WHAT IS REQUIRED:
The word "FileStore" appears in some lines of the records below; state how many lines, and nothing else.

Dataset entries
....................

// SPDX-License-Identifier: MPL-2.0
use iced_calendar::app::persisted_state::{FileStore, KeyValueStore};
use iced_calendar::app::persistence::{ZoomPersistence, UNIFIED_HEIGHT_KEY};
use iced_calendar::config::WeekStart;
use iced_calendar::domain::calendar::CalendarMonth;
use iced_calendar::ui::calendar::component::{Effect, Message, State};
use iced_calendar::ui::state::{DisplayMode, ScrollSample, UnifiedHeight};
use std::sync::Arc;
use std::time::{Duration, Instant};
use tempfile::tempdir;

fn date(year: i32, month: u32, day: u32) -> chrono::NaiveDate {
    chrono::NaiveDate::from_ymd_opt(year, month, day).expect("valid date")
}

fn month(year: i32, month0: u32) -> CalendarMonth {
    CalendarMonth::new(year, month0).expect("valid month")
}

fn calendar_on(today: chrono::NaiveDate) -> State {
    let mut state = State::new(today, None, WeekStart::Sunday, true);
    state.handle_message(Message::ZoomLoaded(None));
    state
}

/// Runs one drag through the given offsets and returns the release effect.
fn drag(
    state: &mut State,
    offsets: &[f32],
    content_height: f32,
    viewport_height: f32,
    now: Instant,
) -> Effect {
    state.handle_message_at(Message::DragStarted, now);
    for &offset in offsets {
        state.handle_message_at(
            Message::ScrollSampled(ScrollSample::new(offset, content_height, viewport_height)),
            now,
        );
    }
    state.handle_message_at(Message::DragEnded, now).0
}

/// Feeds frame ticks until the settle spring stops, returning the persisted value.
fn settle(state: &mut State, start: Instant) -> Option<UnifiedHeight> {
    let mut now = start;
    for _ in 0..500 {
        if !state.needs_ticks() {
            break;
        }
        now += Duration::from_millis(16);
        if let (Effect::PersistZoom(height), _) = state.handle_message_at(Message::Tick(now), now) {
            return Some(height);
        }
    }
    None
}

#[test]
fn pinch_released_near_stacked_threshold_commits_64() {
    for released_at in [62.0, 66.0] {
        let start = Instant::now();
        let mut state = calendar_on(date(2024, 6, 9));

        state.handle_message_at(Message::PinchStarted, start);
        state.handle_message_at(Message::PinchChanged(released_at / 64.0), start);
        state.handle_message_at(Message::PinchEnded, start + Duration::from_millis(1));

        let committed = settle(&mut state, start).expect("settle should persist");
        assert_eq!(committed.value(), 64.0, "released at {released_at}");
        assert_eq!(state.display().mode, DisplayMode::Stacked);
    }
}

#[test]
fn pulling_past_top_in_january_pages_to_previous_december() {
    let now = Instant::now();
    let mut state = calendar_on(date(2025, 1, 20));

    let effect = drag(&mut state, &[0.0, -45.0, -90.0], 2000.0, 800.0, now);

    assert_eq!(effect, Effect::MonthChanged(month(2024, 11)));
    assert_eq!(state.calendar().selected(), date(2024, 12, 1));
}

#[test]
fn short_content_needs_full_threshold_for_next_month() {
    let now = Instant::now();
    let mut state = calendar_on(date(2024, 6, 9));

    let effect = drag(&mut state, &[0.0, 50.0], 400.0, 800.0, now);
    assert_eq!(effect, Effect::None);
    assert_eq!(state.calendar().visible(), month(2024, 5));

    let effect = drag(&mut state, &[0.0, 50.0, 90.0], 400.0, 800.0, now);
    assert_eq!(effect, Effect::MonthChanged(month(2024, 6)));
}

#[test]
fn second_overscroll_within_lock_window_is_ignored() {
    let start = Instant::now();
    let mut state = calendar_on(date(2024, 6, 9));

    let first = drag(&mut state, &[1300.0], 2000.0, 800.0, start);
    assert_eq!(first, Effect::MonthChanged(month(2024, 6)));

    let second = drag(
        &mut state,
        &[1300.0],
        2000.0,
        800.0,
        start + Duration::from_millis(400),
    );
    assert_eq!(second, Effect::None);
    assert_eq!(state.calendar().visible(), month(2024, 6));

    let later = start + Duration::from_millis(650);
    state.handle_message_at(Message::Tick(later), later);
    let third = drag(&mut state, &[1300.0], 2000.0, 800.0, later);
    assert_eq!(third, Effect::MonthChanged(month(2024, 7)));
}

#[test]
fn zoom_stays_live_during_month_transition() {
    let start = Instant::now();
    let mut state = calendar_on(date(2024, 6, 9));
    drag(&mut state, &[-100.0], 2000.0, 800.0, start);
    assert!(state.is_transition_locked(start));

    let (effect, _) = state.handle_message_at(Message::SelectMode(DisplayMode::Detailed), start);
    assert!(matches!(effect, Effect::ZoomReleased { mode_changed: true, .. }));
    assert_eq!(state.display().mode, DisplayMode::Detailed);
}

#[tokio::test]
async fn zoom_level_survives_restart() {
    let dir = tempdir().expect("failed to create temp dir");
    let path = dir.path().join("state.cbor");

    let mut persistence = ZoomPersistence::new(Arc::new(FileStore::at(&path)));
    assert_eq!(persistence.load().await, None);

    let job = persistence
        .save(UnifiedHeight::new(112.0))
        .expect("new value should be written");
    job.await;

    let reopened = ZoomPersistence::new(Arc::new(FileStore::at(&path)));
    let restored = reopened.load().await;
    assert_eq!(restored, Some(UnifiedHeight::new(112.0)));

    let mut state = State::new(date(2024, 6, 9), None, WeekStart::Monday, true);
    state.handle_message(Message::ZoomLoaded(restored));
    assert_eq!(state.display().mode, DisplayMode::Detailed);
}

#[tokio::test]
async fn out_of_range_stored_zoom_falls_back_to_default() {
    let dir = tempdir().expect("failed to create temp dir");
    let store = Arc::new(FileStore::at(dir.path().join("state.cbor")));
    store
        .set(UNIFIED_HEIGHT_KEY, "500".to_string())
        .await
        .expect("write should succeed");

    let persistence = ZoomPersistence::new(store);
    let restored = persistence.load().await;
    assert_eq!(restored, None);

    let mut state = State::new(date(2024, 6, 9), None, WeekStart::Sunday, true);
    state.handle_message(Message::ZoomLoaded(restored));
    assert_eq!(state.display().height.value(), 64.0);
}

....................

WRITTEN RESPONSE:
4